EXTRACTED INFORMATION
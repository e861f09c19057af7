//! Set-Associative Cache Store.
//!
//! This module implements the storage half of the cache: a `sets × ways`
//! array of lines, each holding a full block of data words together with its
//! tag, valid and dirty bits, and a recency counter. It provides:
//! 1. **Lookup:** Finding the valid line of a set whose tag matches an address.
//! 2. **Indexed Access:** Direct access to any line by `(set, way)`.
//! 3. **Aging:** Cache-wide recency counting used by the replacement policy.
//!
//! Fills, evictions, and write-back are orchestrated by
//! [`MemoryHierarchy`](crate::soc::memory::controller::MemoryHierarchy).

/// Cache geometry and address decomposition.
pub mod geometry;

/// Cache replacement policy implementations.
pub mod policies;

use std::fmt;

use self::geometry::CacheGeometry;
use self::policies::{LruPolicy, ReplacementPolicy};
use crate::common::{Word, WordAddr};

/// Whether a line holds a memory block.
#[derive(Clone, Copy, Debug, PartialEq, Eq, Default)]
pub enum ValidBit {
    /// The line holds the block named by its tag.
    Valid,
    /// The line holds nothing.
    #[default]
    Invalid,
}

/// Whether a line's data differs from backing memory.
#[derive(Clone, Copy, Debug, PartialEq, Eq, Default)]
pub enum DirtyBit {
    /// Written since the fill; must be written back on eviction.
    Dirty,
    /// Identical to backing memory.
    #[default]
    Clean,
}

impl fmt::Display for ValidBit {
    fn fmt(&self, f: &mut fmt::Formatter<'_>) -> fmt::Result {
        f.write_str(match self {
            Self::Valid => "valid",
            Self::Invalid => "invalid",
        })
    }
}

impl fmt::Display for DirtyBit {
    fn fmt(&self, f: &mut fmt::Formatter<'_>) -> fmt::Result {
        f.write_str(match self {
            Self::Dirty => "dirty",
            Self::Clean => "clean",
        })
    }
}

/// A cache line: one block of data plus its metadata.
#[derive(Clone, Debug, PartialEq, Eq)]
pub struct CacheLine {
    pub(crate) valid: ValidBit,
    pub(crate) dirty: DirtyBit,
    pub(crate) tag: u32,
    pub(crate) age: u32,
    pub(crate) data: Vec<Word>,
}

impl CacheLine {
    /// Creates an invalid, clean line with a zeroed block.
    fn new(words_per_block: usize) -> Self {
        Self {
            valid: ValidBit::Invalid,
            dirty: DirtyBit::Clean,
            tag: 0,
            age: 0,
            data: vec![0; words_per_block],
        }
    }

    /// Valid bit.
    pub const fn valid(&self) -> ValidBit {
        self.valid
    }

    /// Dirty bit.
    pub const fn dirty(&self) -> DirtyBit {
        self.dirty
    }

    /// Returns `true` if the line holds a block.
    pub fn is_valid(&self) -> bool {
        self.valid == ValidBit::Valid
    }

    /// Returns `true` if the line must be written back before reuse.
    pub fn is_dirty(&self) -> bool {
        self.dirty == DirtyBit::Dirty
    }

    /// Tag of the resident block (meaningless while invalid).
    pub const fn tag(&self) -> u32 {
        self.tag
    }

    /// Accesses since this line was last touched; larger is staler.
    pub const fn age(&self) -> u32 {
        self.age
    }

    /// The block's data words.
    pub fn data(&self) -> &[Word] {
        &self.data
    }
}

/// Set-associative cache store with a pluggable replacement policy.
///
/// Lines are stored flattened, `lines[set * ways + way]`. The store itself never
/// touches backing memory.
#[derive(Debug)]
pub struct CacheSim {
    geometry: CacheGeometry,
    lines: Vec<CacheLine>,
    policy: Box<dyn ReplacementPolicy>,
}

impl CacheSim {
    /// Creates an empty LRU cache with the given geometry.
    pub fn new(geometry: CacheGeometry) -> Self {
        Self::with_policy(geometry, Box::new(LruPolicy))
    }

    /// Creates an empty cache using `policy` for victim selection.
    pub fn with_policy(geometry: CacheGeometry, policy: Box<dyn ReplacementPolicy>) -> Self {
        Self {
            lines: vec![CacheLine::new(geometry.words_per_block()); geometry.lines()],
            geometry,
            policy,
        }
    }

    /// The cache's geometry.
    pub const fn geometry(&self) -> &CacheGeometry {
        &self.geometry
    }

    /// Finds the way holding the block that contains `addr`.
    ///
    /// # Returns
    ///
    /// The way of the valid line in the address's set whose tag matches, or
    /// `None` on a miss.
    pub fn lookup(&self, addr: WordAddr) -> Option<usize> {
        let parts = self.geometry.decode(addr);
        self.find(parts.set, parts.tag)
    }

    /// Finds the way in `set` holding a valid line tagged `tag`.
    pub fn find(&self, set: usize, tag: u32) -> Option<usize> {
        self.set_lines(set)
            .iter()
            .position(|line| line.is_valid() && line.tag == tag)
    }

    /// Returns the line at `(set, way)`.
    ///
    /// # Panics
    ///
    /// Panics if `set` or `way` is outside the geometry.
    pub fn line(&self, set: usize, way: usize) -> &CacheLine {
        &self.lines[self.index(set, way)]
    }

    pub(crate) fn line_mut(&mut self, set: usize, way: usize) -> &mut CacheLine {
        let idx = self.index(set, way);
        &mut self.lines[idx]
    }

    /// Returns all ways of `set`, in way order.
    pub fn set_lines(&self, set: usize) -> &[CacheLine] {
        let base = set * self.geometry.ways();
        &self.lines[base..base + self.geometry.ways()]
    }

    /// Asks the replacement policy which way of `set` to reuse.
    pub fn select_victim(&self, set: usize) -> usize {
        self.policy.victim(self.set_lines(set))
    }

    /// Ages every line in the cache by one access.
    pub fn age_all(&mut self) {
        for line in &mut self.lines {
            line.age = line.age.saturating_add(1);
        }
    }

    /// Marks the line at `(set, way)` as the most recently used.
    pub fn touch(&mut self, set: usize, way: usize) {
        self.line_mut(set, way).age = 0;
    }

    /// Iterates over every line with its `(set, way)` position.
    pub fn entries(&self) -> impl Iterator<Item = (usize, usize, &CacheLine)> {
        let ways = self.geometry.ways();
        self.lines
            .iter()
            .enumerate()
            .map(move |(idx, line)| (idx / ways, idx % ways, line))
    }

    /// Returns the base addresses of all resident blocks, in storage order.
    pub fn resident_blocks(&self) -> Vec<WordAddr> {
        self.entries()
            .filter(|(_, _, line)| line.is_valid())
            .map(|(set, _, line)| self.geometry.block_base(line.tag, set))
            .collect()
    }

    #[inline(always)]
    const fn index(&self, set: usize, way: usize) -> usize {
        set * self.geometry.ways() + way
    }
}

impl fmt::Display for CacheSim {
    /// Dumps every line: tag, valid and dirty bits, recency, and data.
    fn fmt(&self, f: &mut fmt::Formatter<'_>) -> fmt::Result {
        writeln!(f, "cache:")?;
        for set in 0..self.geometry.sets() {
            writeln!(f, "\tset {set}:")?;
            for (way, line) in self.set_lines(set).iter().enumerate() {
                write!(
                    f,
                    "\t\tway {way}: tag {} {} {} age {} data [",
                    line.tag, line.valid, line.dirty, line.age
                )?;
                for (i, word) in line.data.iter().enumerate() {
                    if i > 0 {
                        f.write_str(" | ")?;
                    }
                    write!(f, "{word}")?;
                }
                writeln!(f, "]")?;
            }
        }
        write!(f, "end cache")
    }
}
//! Simulation utilities and program loading.
//!
//! Provides the program loader, the trace sinks that receive transfer events,
//! and the `Simulator` that ties the CPU and the memory hierarchy together.

/// Program image loading.
pub mod loader;

/// Top-level simulator.
pub mod simulator;

/// Transfer and cache-state trace sinks.
pub mod trace;

pub use simulator::Simulator;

WHAT TO PRODUCE
Copy from the entries only those lines that hold the word "WordAddr".

TASK SOLUTION
use crate::common::{Word, WordAddr};
    pub fn lookup(&self, addr: WordAddr) -> Option<usize> {
    pub fn resident_blocks(&self) -> Vec<WordAddr> {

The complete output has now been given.